RULINGS BY SUMMARY ORDER DO NOT HAVE PRECEDENTIAL EFFECT. CITATION TO A
SUMMARY ORDER FILED ON OR AFTER JANUARY 1, 2007, IS PERMITTED AND IS GOVERNED
BY FEDERAL RULE OF APPELLATE PROCEDURE 32.1 AND THIS COURT=S LOCAL RULE 32.1.1.
WHEN CITING A SUMMARY ORDER IN A DOCUMENT FILED WITH THIS COURT, A PARTY
MUST CITE EITHER THE FEDERAL APPENDIX OR AN ELECTRONIC DATABASE (WITH THE
NOTATION ASUMMARY ORDER@). A PARTY CITING TO A SUMMARY ORDER MUST SERVE A
COPY OF IT ON ANY PARTY NOT REPRESENTED BY COUNSEL.

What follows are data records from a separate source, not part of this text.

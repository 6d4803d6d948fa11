use std::sync::Arc;

use parking_lot::Mutex;

use crate::{
  observer::BoxObserver,
  sink::Sink,
  subject::{BehaviorSubject, PublishSubject, ReplaySubject},
  subscription::{RefCountSubscription, Subscription, SubscriptionLike},
};

use super::{Observable, Producer};

/// The two faces a subject shows a connectable: somewhere to subscribe and
/// somewhere to feed the upstream into.
trait Multicast<Item, Err>: Send + Sync {
  fn observable(&self) -> Observable<Item, Err>;
  fn observer(&self) -> BoxObserver<Item, Err>;
}

impl<Item, Err> Multicast<Item, Err> for PublishSubject<Item, Err>
where
  Item: Clone + Send + 'static,
  Err: Clone + Send + 'static,
{
  fn observable(&self) -> Observable<Item, Err> { PublishSubject::observable(self) }

  fn observer(&self) -> BoxObserver<Item, Err> { Box::new(self.clone()) }
}

impl<Item, Err> Multicast<Item, Err> for ReplaySubject<Item, Err>
where
  Item: Clone + Send + 'static,
  Err: Clone + Send + 'static,
{
  fn observable(&self) -> Observable<Item, Err> { ReplaySubject::observable(self) }

  fn observer(&self) -> BoxObserver<Item, Err> { Box::new(self.clone()) }
}

impl<Item, Err> Multicast<Item, Err> for BehaviorSubject<Item, Err>
where
  Item: Clone + Send + 'static,
  Err: Clone + Send + 'static,
{
  fn observable(&self) -> Observable<Item, Err> { BehaviorSubject::observable(self) }

  fn observer(&self) -> BoxObserver<Item, Err> { Box::new(self.clone()) }
}

/// A cold source multiplexed through a subject.
///
/// Subscribers attach to the subject; the source runs only when [`connect`]
/// is called, and exactly one upstream subscription is shared by everyone.
/// [`ref_count`] automates connect/disconnect around the subscriber count
/// and discards the spent subject on disconnect, so the cycle can restart
/// with a fresh one.
///
/// [`connect`]: ConnectableObservable::connect
/// [`ref_count`]: ConnectableObservable::ref_count
pub struct ConnectableObservable<Item, Err> {
  inner: Arc<Inner<Item, Err>>,
}

impl<Item, Err> Clone for ConnectableObservable<Item, Err> {
  fn clone(&self) -> Self { Self { inner: self.inner.clone() } }
}

struct Inner<Item, Err> {
  source: Observable<Item, Err>,
  make_subject: Box<dyn Fn() -> Arc<dyn Multicast<Item, Err>> + Send + Sync>,
  state: Mutex<State<Item, Err>>,
}

struct State<Item, Err> {
  subject: Option<Arc<dyn Multicast<Item, Err>>>,
  connection: Option<Subscription>,
  // One per ref_count cycle; its retain tokens are what subscribers hold.
  ref_count: Option<RefCountSubscription>,
}

impl<Item, Err> ConnectableObservable<Item, Err>
where
  Item: Clone + Send + 'static,
  Err: Clone + Send + 'static,
{
  fn with_factory(
    source: Observable<Item, Err>,
    make_subject: Box<dyn Fn() -> Arc<dyn Multicast<Item, Err>> + Send + Sync>,
  ) -> Self {
    Self {
      inner: Arc::new(Inner {
        source,
        make_subject,
        state: Mutex::new(State { subject: None, connection: None, ref_count: None }),
      }),
    }
  }

  /// Subscribers attach to the shared subject without triggering the source.
  pub fn observable(&self) -> Observable<Item, Err> {
    Observable::from_producer(ConnectableProducer { inner: self.inner.clone() })
  }

  /// Start the shared upstream subscription. Calling again while a
  /// connection is live returns a handle to the same connection; after a
  /// disconnect, a new connection feeds the same subject.
  pub fn connect(&self) -> Subscription {
    let mut state = self.inner.state.lock();
    if let Some(connection) = &state.connection {
      if !connection.is_closed() {
        return connection.clone();
      }
    }
    let subject = self.inner.subject(&mut state);
    let feed = self.inner.source.subscribe_observer(subject.observer());
    let connection = Subscription::new(ConnectionHandle { inner: self.inner.clone(), feed });
    state.connection = Some(connection.clone());
    connection
  }

  /// Connect on the first subscriber, disconnect and discard the subject
  /// when the last one leaves.
  pub fn ref_count(&self) -> Observable<Item, Err> {
    Observable::from_producer(RefCountProducer { inner: self.inner.clone() })
  }
}

impl<Item, Err> Inner<Item, Err> {
  fn subject(&self, state: &mut State<Item, Err>) -> Arc<dyn Multicast<Item, Err>> {
    state.subject.get_or_insert_with(|| (self.make_subject)()).clone()
  }

  fn disconnect_and_discard(&self) {
    let (connection, _subject, _ref_count) = {
      let mut state = self.state.lock();
      (state.connection.take(), state.subject.take(), state.ref_count.take())
    };
    if let Some(connection) = connection {
      connection.unsubscribe();
    }
  }
}

struct ConnectionHandle<Item, Err> {
  inner: Arc<Inner<Item, Err>>,
  feed: Subscription,
}

impl<Item, Err> SubscriptionLike for ConnectionHandle<Item, Err>
where
  Item: Send + 'static,
  Err: Send + 'static,
{
  fn unsubscribe(&self) {
    self.feed.unsubscribe();
    let mut state = self.inner.state.lock();
    if let Some(connection) = &state.connection {
      if connection.is_closed() {
        state.connection = None;
      }
    }
  }

  fn is_closed(&self) -> bool { self.feed.is_closed() }
}

struct ConnectableProducer<Item, Err> {
  inner: Arc<Inner<Item, Err>>,
}

impl<Item, Err> Producer for ConnectableProducer<Item, Err>
where
  Item: Clone + Send + 'static,
  Err: Clone + Send + 'static,
{
  type Item = Item;
  type Err = Err;

  fn run(&self, sink: Sink<Item, Err>) {
    let subject = {
      let mut state = self.inner.state.lock();
      self.inner.subject(&mut state)
    };
    subject.observable().attach(sink.clone(), &sink);
  }
}

struct RefCountProducer<Item, Err> {
  inner: Arc<Inner<Item, Err>>,
}

impl<Item, Err> Producer for RefCountProducer<Item, Err>
where
  Item: Clone + Send + 'static,
  Err: Clone + Send + 'static,
{
  type Item = Item;
  type Err = Err;

  fn run(&self, sink: Sink<Item, Err>) {
    let (subject, token, first) = {
      let mut state = self.inner.state.lock();
      let subject = self.inner.subject(&mut state);
      let (ref_count, first) = match &state.ref_count {
        Some(ref_count) => (ref_count.clone(), false),
        None => {
          let inner = self.inner.clone();
          let ref_count =
            RefCountSubscription::new(Subscription::from_fn(move || inner.disconnect_and_discard()));
          state.ref_count = Some(ref_count.clone());
          (ref_count, true)
        }
      };
      let token = ref_count.retain();
      if first {
        // From here on the retain tokens alone keep the cycle alive.
        ref_count.unsubscribe();
      }
      (subject, token, first)
    };
    sink.add_upstream(token);
    subject.observable().attach(sink.clone(), &sink);
    if first {
      let connectable = ConnectableObservable { inner: self.inner.clone() };
      connectable.connect();
    }
  }
}

impl<Item, Err> Observable<Item, Err>
where
  Item: Clone + Send + 'static,
  Err: Clone + Send + 'static,
{
  /// Multicast through a fresh [`PublishSubject`].
  pub fn publish(&self) -> ConnectableObservable<Item, Err> {
    ConnectableObservable::with_factory(self.clone(), Box::new(|| Arc::new(PublishSubject::new())))
  }

  /// Multicast through a [`ReplaySubject`] keeping the last `capacity`
  /// values for late subscribers.
  pub fn replay(&self, capacity: usize) -> ConnectableObservable<Item, Err> {
    ConnectableObservable::with_factory(
      self.clone(),
      Box::new(move || Arc::new(ReplaySubject::bounded(capacity))),
    )
  }

  /// `publish().ref_count()`: share one upstream subscription among all
  /// concurrent subscribers.
  pub fn share(&self) -> Observable<Item, Err> { self.publish().ref_count() }
}
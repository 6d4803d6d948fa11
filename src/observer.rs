//! Observer trait and adapters.
//!
//! The Observer is the consumer side of the push protocol: `next` for
//! values, `error`/`complete` for the terminal events. Observers must
//! tolerate a source that misbehaves, but when *forwarding* they must never
//! themselves violate the `Next* (Error|Completed)?` grammar; the sink
//! enforces that for every stage.

use crate::event::Event;

pub trait Observer<Item, Err> {
  /// Receive the next value.
  fn next(&mut self, value: Item);

  /// Receive the failure terminal event.
  fn error(&mut self, err: Err);

  /// Receive the completion terminal event.
  fn complete(&mut self);

  /// `true` once this observer will not accept further events. Sources such
  /// as `from_iter` use it to stop emitting early.
  fn is_closed(&self) -> bool { false }

  /// Dispatch a whole [`Event`].
  fn on(&mut self, event: Event<Item, Err>) {
    match event {
      Event::Next(value) => self.next(value),
      Event::Error(err) => self.error(err),
      Event::Completed => self.complete(),
    }
  }
}

/// The type-erased observer every producer runs against.
pub type BoxObserver<Item, Err> = Box<dyn Observer<Item, Err> + Send>;

impl<Item, Err, O> Observer<Item, Err> for Box<O>
where
  O: Observer<Item, Err> + ?Sized,
{
  #[inline]
  fn next(&mut self, value: Item) { (**self).next(value) }

  #[inline]
  fn error(&mut self, err: Err) { (**self).error(err) }

  #[inline]
  fn complete(&mut self) { (**self).complete() }

  #[inline]
  fn is_closed(&self) -> bool { (**self).is_closed() }
}

/// Adapts the three subscribe closures into an [`Observer`].
///
/// This is what backs `subscribe`, `subscribe_err`, `subscribe_complete` and
/// `subscribe_all`; handlers the caller did not supply are no-ops.
pub struct CallbackObserver<N, E, C> {
  pub(crate) next: N,
  pub(crate) error: E,
  pub(crate) complete: C,
  pub(crate) stopped: bool,
}

impl<N, E, C> CallbackObserver<N, E, C> {
  pub fn new(next: N, error: E, complete: C) -> Self {
    Self { next, error, complete, stopped: false }
  }
}

impl<Item, Err, N, E, C> Observer<Item, Err> for CallbackObserver<N, E, C>
where
  N: FnMut(Item),
  E: FnMut(Err),
  C: FnMut(),
{
  fn next(&mut self, value: Item) {
    if !self.stopped {
      (self.next)(value);
    }
  }

  fn error(&mut self, err: Err) {
    if !self.stopped {
      self.stopped = true;
      (self.error)(err);
    }
  }

  fn complete(&mut self) {
    if !self.stopped {
      self.stopped = true;
      (self.complete)();
    }
  }

  fn is_closed(&self) -> bool { self.stopped }
}

#[cfg(test)]
mod test {
  use super::*;

  #[test]
  fn callback_observer_stops_after_terminal() {
    let mut values = Vec::new();
    let mut completed = 0;
    {
      let mut observer = CallbackObserver::new(|v: i32| values.push(v), |_: ()| {}, || completed += 1);
      observer.next(1);
      observer.complete();
      observer.next(2);
      observer.complete();
      assert!(observer.is_closed());
    }
    assert_eq!(values, vec![1]);
    assert_eq!(completed, 1);
  }

  #[test]
  fn event_dispatch() {
    let log = std::cell::RefCell::new(Vec::new());
    {
      let mut observer = CallbackObserver::new(
        |v: i32| log.borrow_mut().push(format!("n{v}")),
        |e: i32| log.borrow_mut().push(format!("e{e}")),
        || {},
      );
      observer.on(Event::Next(1));
      observer.on(Event::Error(9));
    }
    assert_eq!(log.into_inner(), vec!["n1", "e9"]);
  }
}
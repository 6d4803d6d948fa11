use std::marker::PhantomData;

use crate::sink::Sink;

use super::{Observable, Producer};

/// Emit every element of a clonable iterable in order, then complete.
///
/// Disposal is checked between elements, so an unsubscribing (or
/// short-circuiting, e.g. `take`) downstream stops the iteration instead of
/// draining it into a dead sink.
pub fn from_iter<I, Err>(iter: I) -> Observable<I::Item, Err>
where
  I: IntoIterator + Clone + Send + Sync + 'static,
  I::Item: Send + 'static,
  Err: Send + 'static,
{
  Observable::from_producer(IterProducer { iter, _hint: PhantomData })
}

struct IterProducer<I, Err> {
  iter: I,
  _hint: PhantomData<fn() -> Err>,
}

impl<I, Err> Producer for IterProducer<I, Err>
where
  I: IntoIterator + Clone + Send + Sync + 'static,
  I::Item: Send + 'static,
  Err: Send + 'static,
{
  type Item = I::Item;
  type Err = Err;

  fn run(&self, sink: Sink<I::Item, Err>) {
    for value in self.iter.clone() {
      if sink.is_disposed() {
        return;
      }
      sink.next(value);
    }
    sink.complete();
  }
}
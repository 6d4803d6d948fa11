use std::sync::Arc;

use parking_lot::Mutex;

use crate::{
  observable::{Observable, Producer},
  observer::Observer,
  sink::Sink,
  subscription::{SerialSubscription, Subscription},
};

pub struct SwitchMapOp<Item, Err, F> {
  pub(crate) source: Observable<Item, Err>,
  pub(crate) select: F,
}

impl<Item, Err, Out, F> Producer for SwitchMapOp<Item, Err, F>
where
  F: Fn(Item) -> Observable<Out, Err> + Clone + Send + Sync + 'static,
  Item: Send + 'static,
  Err: Send + 'static,
  Out: Send + 'static,
{
  type Item = Out;
  type Err = Err;

  fn run(&self, sink: Sink<Out, Err>) {
    let current = SerialSubscription::new();
    sink.add_upstream(Subscription::new(current.clone()));
    let shared = Arc::new(SwitchShared {
      sink: sink.clone(),
      state: Mutex::new(SwitchState { epoch: 0, outer_done: false, inner_live: false }),
      current,
    });
    let observer = SwitchOuterObserver { shared, select: self.select.clone() };
    self.source.attach(observer, &sink);
  }
}

struct SwitchState {
  // Bumped on every outer value; events from an inner belonging to an older
  // epoch are stale and dropped.
  epoch: u64,
  outer_done: bool,
  inner_live: bool,
}

struct SwitchShared<Out, Err> {
  sink: Sink<Out, Err>,
  state: Mutex<SwitchState>,
  current: SerialSubscription,
}

struct SwitchOuterObserver<Out, Err, F> {
  shared: Arc<SwitchShared<Out, Err>>,
  select: F,
}

impl<Item, Err, Out, F> Observer<Item, Err> for SwitchOuterObserver<Out, Err, F>
where
  F: Fn(Item) -> Observable<Out, Err>,
  Out: Send + 'static,
  Err: Send + 'static,
{
  fn next(&mut self, value: Item) {
    let inner = (self.select)(value);
    let epoch = {
      let mut state = self.shared.state.lock();
      state.epoch += 1;
      state.inner_live = true;
      state.epoch
    };
    let observer = SwitchInnerObserver { shared: self.shared.clone(), epoch };
    // Replacing the serial cancels the superseded inner.
    let handle = inner.attach(observer, &self.shared.sink);
    self.shared.current.set(handle);
  }

  fn error(&mut self, err: Err) { self.shared.sink.error(err) }

  fn complete(&mut self) {
    let done = {
      let mut state = self.shared.state.lock();
      state.outer_done = true;
      !state.inner_live
    };
    if done {
      self.shared.sink.complete();
    }
  }

  fn is_closed(&self) -> bool { self.shared.sink.is_disposed() }
}

struct SwitchInnerObserver<Out, Err> {
  shared: Arc<SwitchShared<Out, Err>>,
  epoch: u64,
}

impl<Out, Err> SwitchInnerObserver<Out, Err> {
  fn is_current(&self) -> bool { self.shared.state.lock().epoch == self.epoch }
}

impl<Out, Err> Observer<Out, Err> for SwitchInnerObserver<Out, Err>
where
  Out: Send + 'static,
  Err: Send + 'static,
{
  fn next(&mut self, value: Out) {
    if self.is_current() {
      self.shared.sink.next(value);
    }
  }

  fn error(&mut self, err: Err) {
    if self.is_current() {
      self.shared.sink.error(err);
    }
  }

  fn complete(&mut self) {
    let done = {
      let mut state = self.shared.state.lock();
      if state.epoch != self.epoch {
        return;
      }
      state.inner_live = false;
      state.outer_done
    };
    if done {
      self.shared.sink.complete();
    }
  }

  fn is_closed(&self) -> bool { self.shared.sink.is_disposed() }
}

impl<Item, Err> Observable<Item, Err>
where
  Item: Send + 'static,
  Err: Send + 'static,
{
  /// Map each value to an inner stream and mirror only the most recent one;
  /// a new value cancels the previous inner subscription.
  pub fn switch_map<Out, F>(&self, select: F) -> Observable<Out, Err>
  where
    F: Fn(Item) -> Observable<Out, Err> + Clone + Send + Sync + 'static,
    Out: Send + 'static,
  {
    Observable::from_producer(SwitchMapOp { source: self.clone(), select })
  }
}
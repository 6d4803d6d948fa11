use crate::{
  observable::{Observable, Producer},
  observer::Observer,
  sink::Sink,
};

pub struct CatchErrorOp<Item, Err, F> {
  pub(crate) source: Observable<Item, Err>,
  pub(crate) handler: F,
}

impl<Item, Err, Err2, F> Producer for CatchErrorOp<Item, Err, F>
where
  F: Fn(Err) -> Observable<Item, Err2> + Clone + Send + Sync + 'static,
  Item: Send + 'static,
  Err: Send + 'static,
  Err2: Send + 'static,
{
  type Item = Item;
  type Err = Err2;

  fn run(&self, sink: Sink<Item, Err2>) {
    let observer = CatchObserver { sink: sink.clone(), handler: self.handler.clone() };
    self.source.attach(observer, &sink);
  }
}

struct CatchObserver<Item, Err2, F> {
  sink: Sink<Item, Err2>,
  handler: F,
}

impl<Item, Err, Err2, F> Observer<Item, Err> for CatchObserver<Item, Err2, F>
where
  F: Fn(Err) -> Observable<Item, Err2>,
  Item: Send + 'static,
  Err2: Send + 'static,
{
  fn next(&mut self, value: Item) { self.sink.next(value) }

  fn error(&mut self, err: Err) {
    // The failed upstream is already terminated; hand the downstream over
    // to the fallback stream.
    let fallback = (self.handler)(err);
    fallback.attach(self.sink.clone(), &self.sink);
  }

  fn complete(&mut self) { self.sink.complete() }

  fn is_closed(&self) -> bool { self.sink.is_disposed() }
}

impl<Item, Err> Observable<Item, Err>
where
  Item: Send + 'static,
  Err: Send + 'static,
{
  /// Swap a failing stream for the fallback the handler builds from the
  /// error; values emitted before the failure are unaffected.
  pub fn catch_error<Err2, F>(&self, handler: F) -> Observable<Item, Err2>
  where
    F: Fn(Err) -> Observable<Item, Err2> + Clone + Send + Sync + 'static,
    Err2: Send + 'static,
  {
    Observable::from_producer(CatchErrorOp { source: self.clone(), handler })
  }
}

#[cfg(test)]
mod test {
  use std::sync::{Arc, Mutex};

  use crate::{
    observable::{create, from_iter, throw},
    subscription::Subscription,
  };

  use super::*;

  #[test]
  fn the_fallback_continues_the_stream() {
    let log = Arc::new(Mutex::new(Vec::new()));
    let (l, l2) = (log.clone(), log.clone());
    create(|sink: Sink<i32, &'static str>| {
      sink.next(1);
      sink.error("boom");
      Subscription::empty()
    })
    .catch_error(|_| from_iter::<_, ()>(vec![8, 9]))
    .subscribe_complete(
      move |v| l.lock().unwrap().push(format!("n{v}")),
      move || l2.lock().unwrap().push("c".into()),
    );
    assert_eq!(*log.lock().unwrap(), vec!["n1", "n8", "n9", "c"]);
  }

  #[test]
  fn the_handler_sees_the_error() {
    let caught = Arc::new(Mutex::new(None));
    let c = caught.clone();
    throw::<i32, &'static str>("original")
      .catch_error(move |e| {
        *c.lock().unwrap() = Some(e);
        throw::<i32, &'static str>("replacement")
      })
      .subscribe_err(|_| {}, |_| {});
    assert_eq!(*caught.lock().unwrap(), Some("original"));
  }

  #[test]
  fn a_clean_stream_never_calls_the_handler() {
    let called = Arc::new(Mutex::new(false));
    let flag = called.clone();
    let seen = Arc::new(Mutex::new(Vec::new()));
    let s = seen.clone();
    from_iter::<_, &'static str>(1..=3)
      .catch_error(move |_| {
        *flag.lock().unwrap() = true;
        from_iter::<_, ()>(Vec::new())
      })
      .subscribe(move |v| s.lock().unwrap().push(v));
    assert_eq!(*seen.lock().unwrap(), vec![1, 2, 3]);
    assert!(!*called.lock().unwrap());
  }
}
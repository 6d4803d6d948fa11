//! Sentinel errors raised by operators that enforce cardinality or timing
//! guarantees.
//!
//! These flow through the ordinary `Error` terminal channel; operators that
//! can raise them require `Err: From<SequenceError>` so any user error type
//! can absorb them.

use thiserror::Error;

#[derive(Debug, Clone, Copy, PartialEq, Eq, Error)]
pub enum SequenceError {
  /// An operator that requires at least one element observed an empty
  /// sequence.
  #[error("sequence contains no elements")]
  NoElements,
  /// An operator that requires exactly one element observed a second one.
  #[error("sequence contains more than one element")]
  MoreThanOne,
  /// The sequence completed before reaching the requested index.
  #[error("index out of range")]
  IndexOutOfRange,
  /// No element arrived within the operator's due time.
  #[error("sequence timed out")]
  Timeout,
}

                   At a stated term of the United States Court of Appeals for the Second
    Circuit, held at the Thurgood Marshall United States Courthouse, 40 Foley Square, in the
    City of New York, on the 28th day of December, two thousand twenty.

    PRESENT:
                         DENNY CHIN,
                         JOSEPH F. BIANCO,
                         STEVEN J. MENASHI,
                                   Circuit Judges.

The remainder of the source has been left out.